Material for this task:
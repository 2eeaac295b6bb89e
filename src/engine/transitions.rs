//! Rendering transition clusters over an assembled clip

use std::collections::HashMap;
use std::fmt::Write as _;
use std::path::{Path, PathBuf};
use std::sync::Arc;

use tracing::{info, warn};

use crate::config::TransitionSettings;
use crate::domain::model::{RenderCluster, TransitionEffect, TransitionKind};
use crate::engine::concat::ChunkedConcatenator;
use crate::engine::runner::{FilterGraph, JobRunner, JobSpec};
use crate::error::CutlistResult;
use crate::planner::transitions::{cluster_effects, render_spans, RenderSpan};
use crate::utils::temp::{remove_artifacts, ScratchSpace};

/// Blur strength for the blur transition
const BLUR_SIGMA: f64 = 20.0;
/// Source audio level under an effect without a sound
const AUDIO_DIP: f64 = 0.3;

fn between(start: f64, end: f64) -> String {
    format!("enable='between(t,{:.3},{:.3})'", start, end)
}

/// Video filters for one effect, in cluster-local seconds
pub fn video_filter(effect: &TransitionEffect, offset: f64) -> String {
    let start = (effect.effect_start() - offset).max(0.0);
    let end = effect.effect_end() - offset;
    let mid = effect.time - offset;
    let half = effect.duration / 2.0;

    match effect.kind {
        TransitionKind::FadeBlack | TransitionKind::FadeWhite => {
            let color = if effect.kind == TransitionKind::FadeBlack {
                "black"
            } else {
                "white"
            };
            format!(
                "fade=t=out:st={:.3}:d={:.3}:color={c}:{},fade=t=in:st={:.3}:d={:.3}:color={c}:{}",
                start,
                half,
                between(start, mid),
                mid,
                half,
                between(mid, end),
                c = color
            )
        }
        TransitionKind::Blur => format!("gblur=sigma={}:{}", BLUR_SIGMA, between(start, end)),
        TransitionKind::Flash => format!(
            "fade=t=in:st={:.3}:d={:.3}:color=white:{}",
            start,
            effect.duration,
            between(start, end)
        ),
    }
}

/// Filter graph re-encoding one cluster with all its effects.
///
/// Effects flagged for audio mix their configured sound over the source
/// audio; the others dip the source audio for their duration.
pub fn cluster_graph(
    cluster: &RenderCluster,
    has_audio: bool,
    sounds: &HashMap<TransitionKind, PathBuf>,
) -> FilterGraph {
    let mut video = String::from("[0:v]");
    for effect in &cluster.effects {
        video.push_str(&video_filter(effect, cluster.start));
        video.push(',');
    }
    video.push_str("format=yuv420p[v]");

    if !has_audio {
        return FilterGraph {
            extra_inputs: Vec::new(),
            video,
            audio: None,
        };
    }

    let mut extra_inputs = Vec::new();
    let mut audio = String::new();
    let mut dips = Vec::new();
    for effect in &cluster.effects {
        let start = (effect.effect_start() - cluster.start).max(0.0);
        let end = effect.effect_end() - cluster.start;
        let sound = effect
            .use_effect_audio
            .then(|| sounds.get(&effect.kind))
            .flatten();
        match sound {
            Some(path) => {
                extra_inputs.push(path.clone());
                let delay = (start * 1000.0).round() as u64;
                let _ = write!(
                    audio,
                    "[{}:a]adelay={d}|{d}[s{}];",
                    extra_inputs.len(),
                    extra_inputs.len(),
                    d = delay
                );
            }
            None => {
                if effect.use_effect_audio {
                    warn!("No sound configured for {}, dipping audio instead", effect.kind);
                }
                dips.push(format!("volume=volume={}:{}", AUDIO_DIP, between(start, end)));
            }
        }
    }

    let base = if dips.is_empty() {
        "anull".to_string()
    } else {
        dips.join(",")
    };
    if extra_inputs.is_empty() {
        let _ = write!(audio, "[0:a]{}[a]", base);
    } else {
        let _ = write!(audio, "[0:a]{}[base];[base]", base);
        for i in 1..=extra_inputs.len() {
            let _ = write!(audio, "[s{}]", i);
        }
        let _ = write!(
            audio,
            "amix=inputs={}:duration=first:dropout_transition=0[a]",
            extra_inputs.len() + 1
        );
    }

    FilterGraph {
        extra_inputs,
        video,
        audio: Some(audio),
    }
}

/// Applies transition effects by re-encoding only their clusters
#[derive(Clone)]
pub struct TransitionRenderer {
    runner: JobRunner,
    concatenator: ChunkedConcatenator,
    scratch: Arc<ScratchSpace>,
    settings: TransitionSettings,
}

impl TransitionRenderer {
    pub fn new(
        runner: JobRunner,
        concatenator: ChunkedConcatenator,
        scratch: Arc<ScratchSpace>,
        settings: TransitionSettings,
    ) -> Self {
        Self {
            runner,
            concatenator,
            scratch,
            settings,
        }
    }

    /// Spans the clip is split into for `effects`
    pub fn spans(&self, effects: &[TransitionEffect], clip_duration: f64) -> Vec<RenderSpan> {
        let clusters = cluster_effects(
            effects,
            clip_duration,
            self.settings.pad,
            self.settings.merge_tolerance,
        );
        render_spans(clusters, clip_duration, self.settings.merge_tolerance)
    }

    /// Render `effects` over `clip` into `output`
    pub async fn render(
        &self,
        clip: &Path,
        clip_duration: f64,
        has_audio: bool,
        effects: &[TransitionEffect],
        output: &Path,
    ) -> CutlistResult<PathBuf> {
        let spans = self.spans(effects, clip_duration);
        let clusters = spans
            .iter()
            .filter(|span| matches!(span, RenderSpan::Cluster(_)))
            .count();
        info!(
            "Rendering {} effects in {} clusters over {:.3}s",
            effects.len(),
            clusters,
            clip_duration
        );

        let extension = output.extension().and_then(|ext| ext.to_str()).unwrap_or("mp4");
        let mut pieces = Vec::with_capacity(spans.len());
        let mut failure = None;
        for span in &spans {
            let job = match span {
                RenderSpan::Clean { start, end } => JobSpec::Copy {
                    source: clip.to_path_buf(),
                    start: *start,
                    end: *end,
                    output: self.scratch.artifact("clean", extension),
                },
                RenderSpan::Cluster(cluster) => JobSpec::Render {
                    input: clip.to_path_buf(),
                    start: cluster.start,
                    end: cluster.end,
                    graph: cluster_graph(cluster, has_audio, &self.settings.sounds),
                    output: self.scratch.artifact("cluster", extension),
                },
            };
            match self.runner.run(&job).await {
                Ok(path) => pieces.push(path),
                Err(e) => {
                    failure = Some(e);
                    break;
                }
            }
        }

        let result = match failure {
            Some(e) => Err(e),
            None => self.concatenator.concat(&pieces, output).await,
        };
        remove_artifacts(&pieces);
        result
    }
}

What to produce: Report each line above that includes the string "RenderSpan".

Solution to this task:
use crate::planner::transitions::{cluster_effects, render_spans, RenderSpan};
    pub fn spans(&self, effects: &[TransitionEffect], clip_duration: f64) -> Vec<RenderSpan> {
            .filter(|span| matches!(span, RenderSpan::Cluster(_)))
                RenderSpan::Clean { start, end } => JobSpec::Copy {
                RenderSpan::Cluster(cluster) => JobSpec::Render {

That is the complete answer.